Trophic Factors in Muscle-Nerve Cross-Talk Signaling Augment Muscle Fiber and Motor Endplate Development

Synaptogenesis requires complex coordination between the terminating motor neuron and the developing myofiber endplate. Cross-talk research has focused on in vivo models or singular treatments with known signaling molecules identified from these animal studies. However, in vivo models are inefficient at measuring dynamic signaling changes due to assay resolution and cost. Further, despite advances in culture methods relying on microfluidic platforms, much remains unknown about the dynamic cross-talk between these two key cell types.
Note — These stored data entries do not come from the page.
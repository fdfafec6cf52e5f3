//! Physical device (GPU) selection.
//!
//! The renderer needs a Vulkan 1.3 device (dynamic rendering) exposing one
//! queue family with graphics support and one that can present to the host's
//! surface. Among suitable devices discrete GPUs win, then larger VRAM.

use ash::vk;
use tracing::{debug, info, warn};

use crate::error::RhiError;

/// Queue family indices used by the renderer.
#[derive(Clone, Copy, Debug, Default, PartialEq, Eq)]
pub struct QueueFamilyIndices {
    pub graphics_family: Option<u32>,
    pub present_family: Option<u32>,
}

impl QueueFamilyIndices {
    /// Checks if both required queue families are available.
    #[inline]
    pub fn is_complete(&self) -> bool {
        self.graphics_family.is_some() && self.present_family.is_some()
    }

    /// Returns the distinct queue family indices.
    pub fn unique_families(&self) -> Vec<u32> {
        let mut families = Vec::with_capacity(2);
        if let Some(graphics) = self.graphics_family {
            families.push(graphics);
        }
        if let Some(present) = self.present_family
            && !families.contains(&present)
        {
            families.push(present);
        }
        families
    }
}

/// Information about the selected physical device.
#[derive(Clone)]
pub struct PhysicalDeviceInfo {
    pub device: vk::PhysicalDevice,
    pub properties: vk::PhysicalDeviceProperties,
    pub memory_properties: vk::PhysicalDeviceMemoryProperties,
    pub queue_families: QueueFamilyIndices,
}

impl PhysicalDeviceInfo {
    /// Returns the device name as a string.
    pub fn device_name(&self) -> &str {
        self.properties
            .device_name_as_c_str()
            .ok()
            .and_then(|name| name.to_str().ok())
            .unwrap_or("Unknown Device")
    }

    /// Returns a human-readable string for the device type.
    pub fn device_type_name(&self) -> &'static str {
        match self.properties.device_type {
            vk::PhysicalDeviceType::DISCRETE_GPU => "Discrete GPU",
            vk::PhysicalDeviceType::INTEGRATED_GPU => "Integrated GPU",
            vk::PhysicalDeviceType::VIRTUAL_GPU => "Virtual GPU",
            vk::PhysicalDeviceType::CPU => "CPU",
            _ => "Other",
        }
    }

    /// Returns the total device local memory in bytes.
    pub fn device_local_memory(&self) -> u64 {
        self.memory_properties
            .memory_heaps
            .iter()
            .take(self.memory_properties.memory_heap_count as usize)
            .filter(|heap| heap.flags.contains(vk::MemoryHeapFlags::DEVICE_LOCAL))
            .map(|heap| heap.size)
            .sum()
    }
}

impl std::fmt::Debug for PhysicalDeviceInfo {
    fn fmt(&self, f: &mut std::fmt::Formatter<'_>) -> std::fmt::Result {
        let version = self.properties.api_version;
        f.debug_struct("PhysicalDeviceInfo")
            .field("name", &self.device_name())
            .field("type", &self.device_type_name())
            .field(
                "api_version",
                &format!(
                    "{}.{}.{}",
                    vk::api_version_major(version),
                    vk::api_version_minor(version),
                    vk::api_version_patch(version)
                ),
            )
            .field("queue_families", &self.queue_families)
            .finish()
    }
}

/// Selects the most suitable physical device for rendering to `surface`.
///
/// # Errors
///
/// Returns [`RhiError::NoSuitableGpu`] if no device supports Vulkan 1.3 with
/// graphics and present queues.
pub fn select_physical_device(
    instance: &ash::Instance,
    surface: vk::SurfaceKHR,
    surface_loader: &ash::khr::surface::Instance,
) -> Result<PhysicalDeviceInfo, RhiError> {
    let devices = unsafe { instance.enumerate_physical_devices()? };
    info!("Found {} GPU(s)", devices.len());

    let selected = devices
        .into_iter()
        .filter_map(|device| check_device_suitability(instance, device, surface, surface_loader))
        .max_by_key(rate_device);

    let Some(selected) = selected else {
        warn!("No suitable GPU found with required capabilities");
        return Err(RhiError::NoSuitableGpu);
    };

    info!(
        "Selected GPU: '{}' ({})",
        selected.device_name(),
        selected.device_type_name()
    );
    Ok(selected)
}

fn check_device_suitability(
    instance: &ash::Instance,
    device: vk::PhysicalDevice,
    surface: vk::SurfaceKHR,
    surface_loader: &ash::khr::surface::Instance,
) -> Option<PhysicalDeviceInfo> {
    let properties = unsafe { instance.get_physical_device_properties(device) };
    let memory_properties = unsafe { instance.get_physical_device_memory_properties(device) };
    let queue_families = find_queue_families(instance, device, surface, surface_loader);

    let info = PhysicalDeviceInfo {
        device,
        properties,
        memory_properties,
        queue_families,
    };

    if !queue_families.is_complete() {
        debug!(
            "GPU '{}' skipped: missing graphics or present queue family",
            info.device_name()
        );
        return None;
    }

    if !supports_vulkan_1_3(properties.api_version) {
        debug!(
            "GPU '{}' skipped: Vulkan 1.3 not supported ({}.{})",
            info.device_name(),
            vk::api_version_major(properties.api_version),
            vk::api_version_minor(properties.api_version)
        );
        return None;
    }

    Some(info)
}

fn supports_vulkan_1_3(api_version: u32) -> bool {
    (vk::api_version_major(api_version), vk::api_version_minor(api_version)) >= (1, 3)
}

fn find_queue_families(
    instance: &ash::Instance,
    device: vk::PhysicalDevice,
    surface: vk::SurfaceKHR,
    surface_loader: &ash::khr::surface::Instance,
) -> QueueFamilyIndices {
    let families = unsafe { instance.get_physical_device_queue_family_properties(device) };
    let mut indices = QueueFamilyIndices::default();

    for (i, family) in families.iter().enumerate() {
        let i = i as u32;
        if family.queue_count == 0 {
            continue;
        }

        let has_graphics = family.queue_flags.contains(vk::QueueFlags::GRAPHICS);
        let present_support = unsafe {
            surface_loader
                .get_physical_device_surface_support(device, i, surface)
                .unwrap_or(false)
        };

        // One family doing both keeps the swapchain in exclusive sharing mode.
        if has_graphics && present_support {
            indices.graphics_family = Some(i);
            indices.present_family = Some(i);
            break;
        }
        if has_graphics && indices.graphics_family.is_none() {
            indices.graphics_family = Some(i);
        }
        if present_support && indices.present_family.is_none() {
            indices.present_family = Some(i);
        }
    }

    indices
}

fn rate_device(info: &PhysicalDeviceInfo) -> u64 {
    let type_score: u64 = match info.properties.device_type {
        vk::PhysicalDeviceType::DISCRETE_GPU => 100_000,
        vk::PhysicalDeviceType::INTEGRATED_GPU => 10_000,
        vk::PhysicalDeviceType::VIRTUAL_GPU => 1_000,
        vk::PhysicalDeviceType::CPU => 100,
        _ => 1,
    };
    let vram_mb = (info.device_local_memory() / (1024 * 1024)).min(64_000);
    type_score + vram_mb
}

#[cfg(test)]
mod tests {
    use super::*;

    #[test]
    fn test_queue_family_indices_default() {
        let indices = QueueFamilyIndices::default();
        assert!(!indices.is_complete());
        assert!(indices.unique_families().is_empty());
    }

    #[test]
    fn test_unique_families_shared() {
        let indices = QueueFamilyIndices {
            graphics_family: Some(0),
            present_family: Some(0),
        };
        assert!(indices.is_complete());
        assert_eq!(indices.unique_families(), vec![0]);
    }

    #[test]
    fn test_unique_families_split() {
        let indices = QueueFamilyIndices {
            graphics_family: Some(0),
            present_family: Some(2),
        };
        assert_eq!(indices.unique_families(), vec![0, 2]);
    }

    #[test]
    fn test_vulkan_version_gate() {
        assert!(supports_vulkan_1_3(vk::API_VERSION_1_3));
        assert!(supports_vulkan_1_3(vk::make_api_version(0, 1, 4, 0)));
        assert!(!supports_vulkan_1_3(vk::API_VERSION_1_2));
    }

    #[test]
    fn test_discrete_gpu_preferred() {
        let mut discrete = PhysicalDeviceInfo {
            device: vk::PhysicalDevice::null(),
            properties: vk::PhysicalDeviceProperties::default(),
            memory_properties: vk::PhysicalDeviceMemoryProperties::default(),
            queue_families: QueueFamilyIndices::default(),
        };
        let mut integrated = discrete.clone();
        discrete.properties.device_type = vk::PhysicalDeviceType::DISCRETE_GPU;
        integrated.properties.device_type = vk::PhysicalDeviceType::INTEGRATED_GPU;
        assert!(rate_device(&discrete) > rate_device(&integrated));
    }
}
As such, there is an unmet investigation into simple and reproducible coculture studies. In this study, we characterize both myoblast (C2C12) and motor neuron (NSC-34) changes that occur in either a conditioned media model, a transwell coculture, and a 2D migration coculture. We successfully demonstrate repeatable changes in synaptogenesis with similar to 38% increase in Chrng protein levels (p < 0.05) in each model, increased myotube alignment in cocultured myoblasts measured with FFT analysis, and show motor neurons are preferentially chemo-attracted to myotubes without the use of neurite-path constraining microfluidics. Lastly, we identified a potential new signaling protein responsible for motor endplate development, apolipoprotein E (ApoE). This coculture approach reveals changes to myotube myogenesis and synaptogenesis providing a consistent platform for cross-talk and pathway analysis for future studies.